The buffer overflow holes (CVE-2014-7216) will keep bleeding, Ahrens says, because Yahoo! has told him the relevant app is end-of-life and therefore low on Yahoo!'s to-do list.
Yahoo! has been contacted for comment.
Exploiting the flaw relies on victims installing new emoticon packages, a vector Ahrens feels is a very live threat given instant messaging users are rather keen on new sets of smiley faces.
Those which install the corrupt emoticon package will hand attackers the same access rights they have. If the ruse fails Yahoo! Messenger will crash.
Here's how Ahrens explains the mess:
The application loads the content of the file emoticons.xml from two different directories when a user logins to determine the available emoticons and their associated shortcuts … but the application does not properly validate the length of the string of the shortcut and title key values before passing them as an argument to different lstrcpyW calls.
This leads to a stack-based buffer overflow condition, resulting in possible code execution.
Ahrens claims Yahoo! sat on the bug since he first disclosed it May last year, then approved his public disclosure last month after saying it will not fix the hole.

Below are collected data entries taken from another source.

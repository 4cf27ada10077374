// src/fraction/mod.rs
//
// 任意精度の有理数型 Fraction
//
// ============================================================================
// 正規形
// ============================================================================
//
// すべての Fraction は構築時に次の正規形へ変換され、以後変更されない。
//
//   - 分母 > 0（符号は分子だけが持つ）
//   - gcd(|分子|, 分母) == 1（既約）
//   - ゼロは 0/1
//
// 等価性・ハッシュはこの (分子, 分母) の組だけで決まる。
// 演算はすべて新しい Fraction を返す。
//
// | 入力               | 分子 | 分母 |
// |--------------------|------|------|
// | Fraction::new(6, 4)  | 3    | 2    |
// | Fraction::new(1, -2) | -1   | 2    |
// | "3.25"             | 13   | 4    |
// | 0.5                | 1    | 2    |

pub mod arithmetic;
pub mod compare;
pub mod float;
pub mod hash;
pub mod parse;
pub mod rounding;
pub mod traits;


use std::fmt;

use num_bigint::BigInt;
use num_integer::Integer;
use num_traits::{One, Signed, Zero};

use crate::error::{FractionError, Result};

#[derive(Clone, PartialEq, Eq)]
pub struct Fraction {
    pub(crate) numerator: BigInt,
    pub(crate) denominator: BigInt,
}

impl Fraction {
    /// (分子, 分母) の組から構築する
    ///
    /// 分母がゼロなら `DivisionByZero`。負の分母は両方の符号を反転し、
    /// 最大公約数で約分する。
    pub fn new(numerator: impl Into<BigInt>, denominator: impl Into<BigInt>) -> Result<Self> {
        let numerator = numerator.into();
        let denominator = denominator.into();
        if denominator.is_zero() {
            return Err(FractionError::division_by_zero("Denominator should be non-zero."));
        }
        let (numerator, denominator) = normalize_signs(numerator, denominator);
        Ok(Self::reduced(numerator, denominator))
    }

    pub fn from_i64s(numerator: i64, denominator: i64) -> Result<Self> {
        Self::new(numerator, denominator)
    }

    /// 整数 n/1
    pub fn from_integer(value: impl Into<BigInt>) -> Self {
        Fraction {
            numerator: value.into(),
            denominator: BigInt::one(),
        }
    }

    /// 既に正規形であることが分かっている成分から構築する
    #[inline]
    pub(crate) fn from_canonical(numerator: BigInt, denominator: BigInt) -> Self {
        debug_assert!(denominator.is_positive());
        debug_assert!(numerator.gcd(&denominator).is_one());
        Fraction { numerator, denominator }
    }

    /// 分母が正の成分を約分して構築する
    pub(crate) fn reduced(numerator: BigInt, denominator: BigInt) -> Self {
        let (numerator, denominator) = normalize_moduli(numerator, denominator);
        Fraction { numerator, denominator }
    }

    /// 符号が未確定な成分（分母が負でもよい）から構築する
    pub(crate) fn sign_normalized(numerator: BigInt, denominator: BigInt) -> Self {
        let (numerator, denominator) = normalize_signs(numerator, denominator);
        Self::from_canonical(numerator, denominator)
    }

    #[inline]
    pub fn numerator(&self) -> &BigInt {
        &self.numerator
    }

    #[inline]
    pub fn denominator(&self) -> &BigInt {
        &self.denominator
    }

    /// (分子, 分母) の組。既に正規形なのでそのまま返す。
    pub fn as_integer_ratio(&self) -> (BigInt, BigInt) {
        (self.numerator.clone(), self.denominator.clone())
    }

    pub fn into_parts(self) -> (BigInt, BigInt) {
        (self.numerator, self.denominator)
    }

    /// 分母が1かどうか
    #[inline]
    pub fn is_integer(&self) -> bool {
        self.denominator.is_one()
    }

    #[inline]
    pub fn is_negative(&self) -> bool {
        self.numerator.is_negative()
    }

    #[inline]
    pub fn is_positive(&self) -> bool {
        self.numerator.is_positive()
    }

    /// 真偽値としての評価（ゼロ以外なら真）
    #[inline]
    pub fn is_truthy(&self) -> bool {
        !self.numerator.is_zero()
    }

    pub fn abs(&self) -> Fraction {
        if self.is_negative() {
            -self
        } else {
            self.clone()
        }
    }

    /// 単項プラス。不変値なので複製を返すだけ。
    pub fn pos(&self) -> Fraction {
        self.clone()
    }

    /// 逆数
    pub fn recip(&self) -> Result<Fraction> {
        if self.numerator.is_zero() {
            return Err(FractionError::division_by_zero("Fraction(1, 0)"));
        }
        Ok(Self::sign_normalized(self.denominator.clone(), self.numerator.clone()))
    }

    /// コンストラクタ呼び出し形式の表現: `Fraction(3, 2)`
    pub fn repr(&self) -> String {
        format!("Fraction({}, {})", self.numerator, self.denominator)
    }
}

/// 分母が負なら分子・分母の符号を両方反転する
pub(crate) fn normalize_signs(numerator: BigInt, denominator: BigInt) -> (BigInt, BigInt) {
    if denominator.is_negative() {
        (-numerator, -denominator)
    } else {
        (numerator, denominator)
    }
}

/// 最大公約数で約分する。gcd == 1 の場合は除算を省く。
pub(crate) fn normalize_moduli(numerator: BigInt, denominator: BigInt) -> (BigInt, BigInt) {
    let gcd = numerator.gcd(&denominator);
    if gcd.is_one() {
        (numerator, denominator)
    } else {
        (numerator / &gcd, denominator / &gcd)
    }
}

impl Default for Fraction {
    fn default() -> Self {
        Fraction {
            numerator: BigInt::zero(),
            denominator: BigInt::one(),
        }
    }
}

impl fmt::Display for Fraction {
    fn fmt(&self, f: &mut fmt::Formatter<'_>) -> fmt::Result {
        if self.is_integer() {
            write!(f, "{}", self.numerator)
        } else {
            write!(f, "{}/{}", self.numerator, self.denominator)
        }
    }
}

impl fmt::Debug for Fraction {
    fn fmt(&self, f: &mut fmt::Formatter<'_>) -> fmt::Result {
        write!(f, "Fraction({}, {})", self.numerator, self.denominator)
    }
}

macro_rules! impl_from_primitive_integer {
    ($($t:ty),*) => {
        $(
            impl From<$t> for Fraction {
                fn from(value: $t) -> Self {
                    Fraction::from_integer(value)
                }
            }
        )*
    };
}

impl_from_primitive_integer!(i8, i16, i32, i64, i128, isize, u8, u16, u32, u64, u128, usize);

impl From<BigInt> for Fraction {
    fn from(value: BigInt) -> Self {
        Fraction::from_integer(value)
    }
}

impl From<&BigInt> for Fraction {
    fn from(value: &BigInt) -> Self {
        Fraction::from_integer(value.clone())
    }
}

Ahrens quotes US government industry think tank MITRE as saying the emoticon package would normally be excluded from receiving a CVE vulnerability number but was given one because of an "existence proof that third parties actually do offer sets of emoticon files" and that "Yahoo! Messenger users actually do copy these" to the required directories.
Ahrens also took a swipe at Yahoo!'s bug bounty program, which declined to send him a cheque for finding this flaw, despite - on his arguments - Yahoo! Messenger is explicitly covered in the company's terms and conditions. ®
Update Yahoo!'s been in touch to say it "takes the security of our users very seriously, and as soon as we learned of this potential vulnerability, our team responded immediately to the security researcher and began an investigation. As the security researcher noted himself, 'exploitation [of this vulnerability] might be tricky,' and would take significant additional technological hurdles."
"Upon extensive investigation by our team," the spokesentity continued, "we’ve determined that this vulnerability is not easily exploitable, requiring users to actively install unsupported 3rd-party software into Messenger, and does not present a viable security threat to our users. We’ll continue to work with our thriving bug bounty community to ensure the most secure experience possible for our users.”